Incidentally, what is the appeal of fast food other than that it’s (somewhat) fast? It’s not even cheap. A few months ago, I went to a Chick-fil-A for the first time because I was curious about their cauliflower sandwich (a temporary offering; they no longer have it). As I recall, that sandwich cost more than $11. And yet the grilled salmon plate with healthy fixin’s at Village Tavern didn’t cost that much more — $18 — and in a far more pleasant setting. I might eat out more often but for the fact that Winston-Salem, about 45 minutes away on winding roads, is the nearest place with civilized eateries and trained cooks. Here in the sticks, it’s all country cookin’ with shockingly sorry ingredients, cooked by cooks who couldn’t cook their way out of a ham biscuit.

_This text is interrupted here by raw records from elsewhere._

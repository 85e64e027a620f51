//! Interview session routes.
//!
//! The turn exchange responds as SSE so the client can render the reply
//! incrementally; everything else is plain JSON. Error-to-status mapping
//! lives in pure functions so the tests can hit it directly.

use std::convert::Infallible;

use axum::Json;
use axum::extract::{Path, Query, State};
use axum::http::StatusCode;
use axum::response::Sse;
use axum::response::sse::{Event, KeepAlive};
use futures::Stream;
use futures::StreamExt;
use serde::{Deserialize, Serialize};
use serde_json::json;
use tokio_stream::wrappers::ReceiverStream;
use uuid::Uuid;

use crate::error::ApiError;
use crate::services::feedback::{self, FeedbackError};
use crate::services::interview::{self, ExchangeEvent, InterviewError};
use crate::services::session::{self, SessionError, SessionSnapshot};
use crate::state::{AppState, Profile};

// =============================================================================
// BODIES
// =============================================================================

#[derive(Serialize)]
pub struct CreatedSession {
    pub id: Uuid,
}

#[derive(Deserialize)]
pub struct MessageBody {
    pub text: String,
}

#[derive(Deserialize)]
pub struct FeedbackQuery {
    #[serde(default)]
    pub regenerate: bool,
}

#[derive(Serialize)]
pub struct FeedbackResponse {
    pub feedback: String,
}

// =============================================================================
// ERROR MAPPING
// =============================================================================

fn session_error_status(err: &SessionError) -> StatusCode {
    match err {
        SessionError::NotFound(_) => StatusCode::NOT_FOUND,
        SessionError::FieldTooLong { .. } => StatusCode::BAD_REQUEST,
        SessionError::AlreadyStarted => StatusCode::CONFLICT,
        SessionError::LlmNotConfigured => StatusCode::SERVICE_UNAVAILABLE,
    }
}

fn interview_error_status(err: &InterviewError) -> StatusCode {
    match err {
        InterviewError::Session(e) => session_error_status(e),
        InterviewError::NotAccepting(_) => StatusCode::CONFLICT,
        InterviewError::EmptyMessage | InterviewError::MessageTooLong => StatusCode::BAD_REQUEST,
        InterviewError::Llm(_) => StatusCode::BAD_GATEWAY,
    }
}

fn feedback_error_status(err: &FeedbackError) -> StatusCode {
    match err {
        FeedbackError::Session(e) => session_error_status(e),
        FeedbackError::NotComplete(_) => StatusCode::CONFLICT,
        FeedbackError::Llm(_) => StatusCode::BAD_GATEWAY,
    }
}

/// Hint shown with feedback failures, mirroring the original UI copy.
const FEEDBACK_FAILURE_HINT: &str = "The API key may be invalid or a provider error occurred";

// =============================================================================
// HANDLERS
// =============================================================================

/// `POST /api/sessions` — create a fresh session in `Setup` phase.
pub async fn create_session(State(state): State<AppState>) -> (StatusCode, Json<CreatedSession>) {
    let id = session::create_session(&state).await;
    (StatusCode::CREATED, Json(CreatedSession { id }))
}

/// `GET /api/sessions/:id` — snapshot phase, flags, count, and messages.
pub async fn get_session(
    State(state): State<AppState>,
    Path(id): Path<Uuid>,
) -> Result<Json<SessionSnapshot>, ApiError> {
    let snapshot = session::snapshot(&state, id)
        .await
        .map_err(|e| ApiError::new(session_error_status(&e), &e))?;
    Ok(Json(snapshot))
}

/// `POST /api/sessions/:id/setup` — submit the profile and start the
/// interview. Enum fields are validated by deserialization of their
/// display strings.
pub async fn complete_setup(
    State(state): State<AppState>,
    Path(id): Path<Uuid>,
    Json(profile): Json<Profile>,
) -> Result<Json<SessionSnapshot>, ApiError> {
    let snapshot = session::complete_setup(&state, id, profile)
        .await
        .map_err(|e| ApiError::new(session_error_status(&e), &e))?;
    Ok(Json(snapshot))
}

/// `POST /api/sessions/:id/messages` — accept a user turn and stream the
/// exchange as SSE (`delta`, `completed`, `capped`, `error` events).
pub async fn submit_message(
    State(state): State<AppState>,
    Path(id): Path<Uuid>,
    Json(body): Json<MessageBody>,
) -> Result<Sse<impl Stream<Item = Result<Event, Infallible>>>, ApiError> {
    let rx = interview::submit_message(&state, id, &body.text)
        .await
        .map_err(|e| ApiError::new(interview_error_status(&e), &e))?;

    let stream = ReceiverStream::new(rx).map(|event| Ok(sse_event(&event)));
    Ok(Sse::new(stream).keep_alive(KeepAlive::default()))
}

/// `POST /api/sessions/:id/feedback` — return the scored evaluation,
/// regenerating when `?regenerate=true`.
pub async fn get_feedback(
    State(state): State<AppState>,
    Path(id): Path<Uuid>,
    Query(query): Query<FeedbackQuery>,
) -> Result<Json<FeedbackResponse>, ApiError> {
    let text = feedback::get_feedback(&state, id, query.regenerate)
        .await
        .map_err(|e| match &e {
            FeedbackError::Llm(_) => ApiError::with_hint(feedback_error_status(&e), &e, FEEDBACK_FAILURE_HINT),
            _ => ApiError::new(feedback_error_status(&e), &e),
        })?;
    Ok(Json(FeedbackResponse { feedback: text }))
}

/// `DELETE /api/sessions/:id` — Reset Control: discard the session.
pub async fn reset_session(State(state): State<AppState>, Path(id): Path<Uuid>) -> StatusCode {
    session::reset(&state, id).await;
    StatusCode::NO_CONTENT
}

// =============================================================================
// SSE
// =============================================================================

/// Render an exchange event as a named SSE event with a JSON payload.
fn sse_event(event: &ExchangeEvent) -> Event {
    let data = match event {
        ExchangeEvent::Delta { text } | ExchangeEvent::Completed { text } => json!({ "text": text }),
        ExchangeEvent::Capped => json!({}),
        ExchangeEvent::Failed { code, message, retryable } => {
            json!({ "code": code, "message": message, "retryable": retryable })
        }
    };
    Event::default().event(event.name()).data(data.to_string())
}

#[cfg(test)]
#[path = "sessions_test.rs"]
mod tests;
//! Anthropic Messages API client.
//!
//! Thin HTTP wrapper for `/v1/messages`, in both streamed and single-shot
//! form. Pure parsing in `parse_stream_data` / `parse_generate_response`
//! for testability; the stream adapter only moves bytes through the SSE
//! decoder.

use std::time::Duration;

use async_stream::try_stream;
use futures::StreamExt;

use super::config::LlmTimeouts;
use super::sse::SseDecoder;
use super::types::{LlmError, Message, ReplyStream};

const API_URL: &str = "https://api.anthropic.com/v1/messages";
const API_VERSION: &str = "2023-06-01";

/// Stop reason reported when the model declines for policy reasons.
const REFUSAL_STOP_REASON: &str = "refusal";

// =============================================================================
// CLIENT
// =============================================================================

pub struct AnthropicClient {
    http: reqwest::Client,
    api_key: String,
}

impl AnthropicClient {
    pub fn new(api_key: String, timeouts: LlmTimeouts) -> Result<Self, LlmError> {
        let http = reqwest::Client::builder()
            .timeout(Duration::from_secs(timeouts.request_secs))
            .connect_timeout(Duration::from_secs(timeouts.connect_secs))
            .build()
            .map_err(|e| LlmError::HttpClientBuild(e.to_string()))?;
        Ok(Self { http, api_key })
    }

    async fn send(
        &self,
        model: &str,
        max_tokens: u32,
        system: &str,
        messages: &[Message],
        stream: bool,
    ) -> Result<reqwest::Response, LlmError> {
        let body = ApiRequest { model, max_tokens, system, messages, stream };

        let response = self
            .http
            .post(API_URL)
            .header("x-api-key", &self.api_key)
            .header("anthropic-version", API_VERSION)
            .json(&body)
            .send()
            .await
            .map_err(|e| LlmError::ApiRequest(e.to_string()))?;

        let status = response.status().as_u16();
        if status != 200 {
            let text = response
                .text()
                .await
                .map_err(|e| LlmError::ApiRequest(e.to_string()))?;
            return Err(LlmError::ApiResponse { status, body: text });
        }
        Ok(response)
    }

    pub async fn stream_chat(
        &self,
        model: &str,
        max_tokens: u32,
        system: &str,
        messages: &[Message],
    ) -> Result<ReplyStream, LlmError> {
        let response = self.send(model, max_tokens, system, messages, true).await?;
        let mut bytes = response.bytes_stream();

        let stream = try_stream! {
            let mut decoder = SseDecoder::new();
            while let Some(chunk) = bytes.next().await {
                let chunk = chunk.map_err(|e| LlmError::ApiRequest(e.to_string()))?;
                for data in decoder.push(&chunk) {
                    match parse_stream_data(&data)? {
                        StreamUpdate::Delta(text) => yield text,
                        StreamUpdate::Stop { reason: Some(reason) } if reason == REFUSAL_STOP_REASON => {
                            Err(LlmError::ContentBlocked { reason })?;
                        }
                        StreamUpdate::Stop { .. } | StreamUpdate::Ignore => {}
                    }
                }
            }
            if let Some(data) = decoder.finish() {
                if let StreamUpdate::Delta(text) = parse_stream_data(&data)? {
                    yield text;
                }
            }
        };
        Ok(Box::pin(stream))
    }

    pub async fn generate(
        &self,
        model: &str,
        max_tokens: u32,
        system: &str,
        prompt: &str,
    ) -> Result<String, LlmError> {
        let messages = [Message::user(prompt)];
        let response = self.send(model, max_tokens, system, &messages, false).await?;
        let text = response
            .text()
            .await
            .map_err(|e| LlmError::ApiRequest(e.to_string()))?;
        parse_generate_response(&text)
    }
}

// =============================================================================
// WIRE TYPES
// =============================================================================

#[derive(serde::Serialize)]
struct ApiRequest<'a> {
    model: &'a str,
    max_tokens: u32,
    system: &'a str,
    messages: &'a [Message],
    #[serde(skip_serializing_if = "std::ops::Not::not")]
    stream: bool,
}

#[derive(serde::Deserialize)]
struct ApiResponse {
    content: Vec<ApiContentBlock>,
    stop_reason: Option<String>,
}

#[derive(serde::Deserialize)]
struct ApiContentBlock {
    #[serde(rename = "type")]
    block_type: String,
    #[serde(default)]
    text: Option<String>,
}

/// One decoded SSE payload from the Messages stream.
#[derive(Debug, PartialEq)]
enum StreamUpdate {
    Delta(String),
    Stop { reason: Option<String> },
    Ignore,
}

// =============================================================================
// PARSING
// =============================================================================

/// Decode one `data:` payload from a streamed Messages response.
///
/// Event dispatch uses the embedded `type` field: `content_block_delta`
/// carries text, `message_delta` carries the stop reason, `error` aborts,
/// and everything else (`message_start`, `ping`, block boundaries) is
/// ignored.
fn parse_stream_data(data: &str) -> Result<StreamUpdate, LlmError> {
    let value: serde_json::Value = serde_json::from_str(data).map_err(|e| LlmError::ApiParse(e.to_string()))?;

    match value.get("type").and_then(|t| t.as_str()) {
        Some("content_block_delta") => {
            let text = value
                .pointer("/delta/text")
                .and_then(|t| t.as_str())
                .unwrap_or_default();
            Ok(StreamUpdate::Delta(text.to_string()))
        }
        Some("message_delta") => {
            let reason = value
                .pointer("/delta/stop_reason")
                .and_then(|r| r.as_str())
                .map(str::to_string);
            Ok(StreamUpdate::Stop { reason })
        }
        Some("error") => {
            let message = value
                .pointer("/error/message")
                .and_then(|m| m.as_str())
                .unwrap_or("unknown stream error");
            Err(LlmError::ApiRequest(message.to_string()))
        }
        _ => Ok(StreamUpdate::Ignore),
    }
}

fn parse_generate_response(json: &str) -> Result<String, LlmError> {
    let api: ApiResponse = serde_json::from_str(json).map_err(|e| LlmError::ApiParse(e.to_string()))?;

    if api.stop_reason.as_deref() == Some(REFUSAL_STOP_REASON) {
        return Err(LlmError::ContentBlocked { reason: REFUSAL_STOP_REASON.to_string() });
    }

    let text: String = api
        .content
        .iter()
        .filter(|block| block.block_type == "text")
        .filter_map(|block| block.text.as_deref())
        .collect();

    if text.is_empty() {
        return Err(LlmError::ApiParse("response contained no text content".into()));
    }
    Ok(text)
}

#[cfg(test)]
#[path = "anthropic_test.rs"]
mod tests;
//! LLM configuration parsed from environment variables.

use super::types::LlmError;

pub const DEFAULT_OPENAI_BASE_URL: &str = "https://api.openai.com/v1";
pub const DEFAULT_LLM_REQUEST_TIMEOUT_SECS: u64 = 120;
pub const DEFAULT_LLM_CONNECT_TIMEOUT_SECS: u64 = 10;

#[derive(Debug, Clone, Copy, PartialEq, Eq)]
pub enum LlmProviderKind {
    Anthropic,
    OpenAi,
}

#[derive(Debug, Clone, Copy, PartialEq, Eq)]
pub struct LlmTimeouts {
    pub request_secs: u64,
    pub connect_secs: u64,
}

#[derive(Debug, Clone, PartialEq, Eq)]
pub struct LlmConfig {
    pub provider: LlmProviderKind,
    pub api_key: String,
    pub model: String,
    pub openai_base_url: String,
    pub timeouts: LlmTimeouts,
}

impl LlmConfig {
    /// Build typed LLM config from environment variables.
    ///
    /// Required:
    /// - `LLM_API_KEY_ENV` (names the env var containing the key)
    ///
    /// Optional:
    /// - `LLM_PROVIDER`: `anthropic` (default) or `openai`
    /// - `LLM_MODEL`: provider default when absent
    /// - `LLM_OPENAI_BASE_URL`: default OpenAI API base URL
    /// - `LLM_REQUEST_TIMEOUT_SECS`: default 120
    /// - `LLM_CONNECT_TIMEOUT_SECS`: default 10
    ///
    /// # Errors
    ///
    /// Returns an error if the provider name is unknown or the key env var
    /// is missing.
    pub fn from_env() -> Result<Self, LlmError> {
        let provider = parse_provider(std::env::var("LLM_PROVIDER").ok().as_deref())?;

        let key_var =
            std::env::var("LLM_API_KEY_ENV").map_err(|_| LlmError::MissingApiKey { var: "LLM_API_KEY_ENV".into() })?;
        let api_key = std::env::var(&key_var).map_err(|_| LlmError::MissingApiKey { var: key_var.clone() })?;

        let model = std::env::var("LLM_MODEL").unwrap_or_else(|_| default_model(provider).to_string());
        let openai_base_url = std::env::var("LLM_OPENAI_BASE_URL")
            .unwrap_or_else(|_| DEFAULT_OPENAI_BASE_URL.to_string())
            .trim_end_matches('/')
            .to_string();
        let timeouts = LlmTimeouts {
            request_secs: env_parse_u64("LLM_REQUEST_TIMEOUT_SECS", DEFAULT_LLM_REQUEST_TIMEOUT_SECS),
            connect_secs: env_parse_u64("LLM_CONNECT_TIMEOUT_SECS", DEFAULT_LLM_CONNECT_TIMEOUT_SECS),
        };

        Ok(Self { provider, api_key, model, openai_base_url, timeouts })
    }
}

fn env_parse_u64(key: &str, default: u64) -> u64 {
    std::env::var(key)
        .ok()
        .and_then(|v| v.parse::<u64>().ok())
        .unwrap_or(default)
}

fn parse_provider(raw: Option<&str>) -> Result<LlmProviderKind, LlmError> {
    match raw.unwrap_or("anthropic") {
        "anthropic" => Ok(LlmProviderKind::Anthropic),
        "openai" => Ok(LlmProviderKind::OpenAi),
        other => Err(LlmError::ConfigParse(format!("unknown LLM_PROVIDER: {other}"))),
    }
}

fn default_model(provider: LlmProviderKind) -> &'static str {
    match provider {
        LlmProviderKind::Anthropic => "claude-sonnet-4-5-20250929",
        LlmProviderKind::OpenAi => "gpt-4o",
    }
}

#[cfg(test)]
#[path = "config_test.rs"]
mod tests;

Please don’t misunderstand me. I esteem country cookin’. One of my grandmothers was a master chef of provincial Southern cookin’, by any standard (and she had a big farm to supply her). But these days few people know how to do it or have even tasted anything that meets the standard. And rural restaurant food is always inferior because of the necessity of sorry ingredients, stingily deployed by untrained low-wage cooks, to keep prices low. Southern provincial cookin’ is like a dying language that a few native speakers are trying to keep alive.
I started out talking about egg foo yung, didn’t I? But of course there are many methods that all good cookin’ has in common.